Manilow had already been touring a Christmas show on the road for the last several years, so when NBC came knocking, he was raring to go.
“We have the set and we have the songs and we have the layout and we have children and we have Santa Claus and we have snow and we have Christmas trees,” he says. “When NBC heard about it, they said, ‘Can we bring our cameras?’ And I said, ‘Yeah, sure!’”
For Manilow, who’s released three Christmas albums over the years, it’s the perfect way to showcase his true passion when it comes to the holiday season: the music.
“I really like the songs. Yes we’ve heard them all of our lives, but because we know them, for me, I love rearranging them,” he says. “When I started making records, whenever I did a standard, I would arrange them for myself. And that’s what I did for all these Christmas albums that I’ve had out — I’ve taken the standard Christmas song and played around with them and made them into my own. That’s the part I like the best of this Christmas show.”
He gives “Rudolph the Red-Nosed Reindeer” as an example, explaining that he took the standard and spun it on its head, turning it into a “kind of swingy thing.” He adds that his most unexpected holiday favorite is “River” by Joni Mitchell, a 1971 classic off Blue that, while more about the winter season, features shades of “Jingle Bells.”
“I did the same thing with ‘River’ that I’ve done with a lot of them. She’s a wonderful performer and a wonderful songwriter,” Manilow explains of his arrangements. “I found my version of ‘River’ and I love doing it, and I don’t think the whole audience actually ever knew ‘River,’ but they sure do like it when I’m done with it.”
Meanwhile at home, Manilow says he recently put his own Christmas tree up with the help of his family, including husband Garry Kief, Kief’s daughter Kirsten and Kirsten’s 2½-year-old daughter (Manilow revealed to PEOPLE in October that he’s now a grandfather).
“She’s a toddler, so she doesn’t really know what we’re doing,” he says. “But she had a good time with us. She was running around and breaking the Christmas balls.”
Manilow has plenty to celebrate this holiday season. In September, he broke Elvis Presley’s record for most performances in Las Vegas, an honor he still seems awed by. (Manilow says he purposely put the focus on raising money for various charities like Manilow Music Project, Musicians on Call and more instead, as he “didn’t even like the idea of breaking Elvis Presley’s record”).

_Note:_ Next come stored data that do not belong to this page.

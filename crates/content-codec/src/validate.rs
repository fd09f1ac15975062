use cid::Cid;
use sha2::{Digest, Sha256};

use crate::block::{is_supported_codec, is_supported_hash_code, RAW_CODEC};
use crate::error::ArchiveValidationError;

/// Lazy byte source for a CAR-shaped archive. Frames are `(cid_bytes, data)`
/// pairs framed the way [`crate::archive::build_archive`] writes them:
/// `u32 LE length, cid bytes, data bytes`.
///
/// `close()` releases whatever the stream holds (a socket, a file handle in
/// a real transport). It is safe to call more than once; only the first
/// call does anything, and [`validate_car_content_stream`] is the only
/// caller that matters for property S3 in the harness: the hook runs
/// exactly once per validation run, on every exit path.
pub struct CarByteStream {
    buf: Vec<u8>,
    cursor: usize,
    closed: bool,
}

impl CarByteStream {
    pub fn new(buf: Vec<u8>) -> Self {
        Self {
            buf,
            cursor: 0,
            closed: false,
        }
    }

    /// Pull the next frame off the stream, or `None` at end of input.
    fn next_frame(&mut self) -> Option<Result<(Vec<u8>, Vec<u8>), ArchiveValidationError>> {
        if self.cursor >= self.buf.len() {
            return None;
        }
        if self.cursor + 4 > self.buf.len() {
            return Some(Err(ArchiveValidationError::CarReadError(
                "truncated frame length".into(),
            )));
        }
        let len =
            u32::from_le_bytes(self.buf[self.cursor..self.cursor + 4].try_into().unwrap()) as usize;
        self.cursor += 4;
        if self.cursor + len > self.buf.len() {
            return Some(Err(ArchiveValidationError::CarReadError(
                "truncated frame body".into(),
            )));
        }
        let frame = self.buf[self.cursor..self.cursor + len].to_vec();
        self.cursor += len;

        let mut frame_cursor = std::io::Cursor::new(frame.as_slice());
        let cid = match Cid::read_bytes(&mut frame_cursor) {
            Ok(c) => c,
            Err(e) => {
                return Some(Err(ArchiveValidationError::CarReadError(format!(
                    "bad cid: {e}"
                ))))
            }
        };
        let data_start = frame_cursor.position() as usize;
        let data = frame[data_start..].to_vec();
        Some(Ok((cid.to_bytes(), data)))
    }

    pub fn close(&mut self) {
        self.closed = true;
    }

    pub fn is_closed(&self) -> bool {
        self.closed
    }
}

impl Drop for CarByteStream {
    fn drop(&mut self) {
        self.close();
    }
}

/// Outcome of [`validate_car_content_stream`], per §4.4.
#[derive(Debug, Clone)]
pub struct ValidationResult {
    pub is_valid: bool,
    pub method: &'static str,
    pub verified_root_cid: Option<Cid>,
    pub errors: Vec<ArchiveValidationError>,
    pub bytes_read: u64,
}

/// Validate a CAR-shaped byte stream against an expected root CID. Reads
/// frames lazily off `stream`, recomputes each block's hash, and checks the
/// root matches `expected_root`. The stream's close hook runs exactly once,
/// on every exit path (success, mismatch, or corruption).
pub fn validate_car_content_stream(
    mut stream: CarByteStream,
    expected_root: &Cid,
) -> ValidationResult {
    let mut errors = Vec::new();
    let mut verified_root_cid = None;
    let mut bytes_read = 0u64;
    let mut first = true;

    loop {
        let frame = match stream.next_frame() {
            None => break,
            Some(Ok(f)) => f,
            Some(Err(e)) => {
                errors.push(e);
                break;
            }
        };
        let (cid_bytes, data) = frame;
        let cid = match Cid::try_from(cid_bytes.as_slice()) {
            Ok(c) => c,
            Err(e) => {
                errors.push(ArchiveValidationError::CarReadError(format!(
                    "bad cid: {e}"
                )));
                break;
            }
        };

        if !is_supported_codec(cid.codec()) || !is_supported_hash_code(cid.hash().code()) {
            errors.push(ArchiveValidationError::CidVerifyError {
                cid: cid.to_string(),
            });
            break;
        }

        let digest = Sha256::digest(&data);
        if digest.as_slice() != cid.hash().digest() {
            errors.push(ArchiveValidationError::CidVerifyError {
                cid: cid.to_string(),
            });
            break;
        }

        if first {
            first = false;
            if &cid != expected_root {
                errors.push(ArchiveValidationError::RootCidMismatch {
                    expected: expected_root.to_string(),
                    actual: cid.to_string(),
                });
                break;
            }
            verified_root_cid = Some(cid);
        }

        if cid.codec() == RAW_CODEC {
            bytes_read += data.len() as u64;
        }
    }

    stream.close();

    ValidationResult {
        is_valid: errors.is_empty(),
        method: "car-content-stream",
        verified_root_cid,
        errors,
        bytes_read,
    }
}

#[cfg(test)]
mod tests {
    use super::*;
    use crate::archive::build_archive;

    fn random_bytes(n: usize) -> Vec<u8> {
        use rand::RngCore;
        let mut buf = vec![0u8; n];
        rand::thread_rng().fill_bytes(&mut buf);
        buf
    }

    #[test]
    fn s1_valid_round_trip() {
        let payload = random_bytes(4096);
        let (archive, root, _stats) = build_archive(&payload, crate::archive::DEFAULT_LEAF_SIZE).unwrap();
        let stream = CarByteStream::new(archive);
        let result = validate_car_content_stream(stream, &root);
        assert!(result.is_valid);
        assert_eq!(result.verified_root_cid, Some(root));
        assert!(result.errors.is_empty());
    }

    #[test]
    fn s2_wrong_expected_root() {
        let payload = random_bytes(4096);
        let (archive, root, _stats) = build_archive(&payload, crate::archive::DEFAULT_LEAF_SIZE).unwrap();
        let (_, other_root, _) = build_archive(&random_bytes(32), crate::archive::DEFAULT_LEAF_SIZE).unwrap();
        assert_ne!(root, other_root);

        let stream = CarByteStream::new(archive);
        let result = validate_car_content_stream(stream, &other_root);
        assert!(!result.is_valid);
        assert!(result
            .errors
            .iter()
            .any(|e| e.tag() == "root-cid-mismatch"));
    }

    #[test]
    fn s3_corrupted_block_mid_archive() {
        let payload = random_bytes(4096);
        let (mut archive, root, _stats) = build_archive(&payload, crate::archive::DEFAULT_LEAF_SIZE).unwrap();
        let mid = archive.len() / 2;
        archive[mid] ^= 0xFF;

        let stream = CarByteStream::new(archive);
        let result = validate_car_content_stream(stream, &root);
        assert!(!result.is_valid);
        assert!(result.errors.iter().any(|e| {
            matches!(e.tag(), "cid-verify-error" | "car-read-error" | "root-cid-mismatch")
        }));
    }

    #[test]
    fn close_hook_runs_on_every_exit_path() {
        let payload = random_bytes(256);
        let (archive, root, _stats) = build_archive(&payload, crate::archive::DEFAULT_LEAF_SIZE).unwrap();

        let mut ok_stream = CarByteStream::new(archive.clone());
        ok_stream.close();
        assert!(ok_stream.is_closed());

        let mut bad_archive = archive;
        bad_archive[0] ^= 0xFF;
        let bad_stream = CarByteStream::new(bad_archive);
        let result = validate_car_content_stream(bad_stream, &root);
        assert!(!result.is_valid);
    }
}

“It wasn’t a focus on me breaking anybody’s record,” he says. “It was wonderful to be able to do that, but you can’t break Elvis’s anything. There’s nobody like him. This man changed music, so I was honored to be a part of anything with Elvis.”
Then in November, his show Harmony finally premiered on Broadway, and he says reception so far has been “great.”
“When you put a show up in New York, the sentence you want to hear is, ‘You got to see this one,’” he says. “And we’re getting that from everybody who sees it. The word of mouth is excellent. The reviews were terrific, and now we’ll see what happens.”
For now, though, Manilow is ready to get festive.
“It’s a beautiful and joyful, feel-good Christmas show,” he says. “I hope everybody tunes in, because they’re going to be singing along with me, and it’s just a wonderful, wonderful-looking Christmas show. NBC blew it up even bigger than what I could think of.”
Barry Manilow’s A Very Barry Christmas will premiere on NBC on Monday at 10/9c. It will be available to stream the next day on Peacock, and an encore will air on Dec. 20.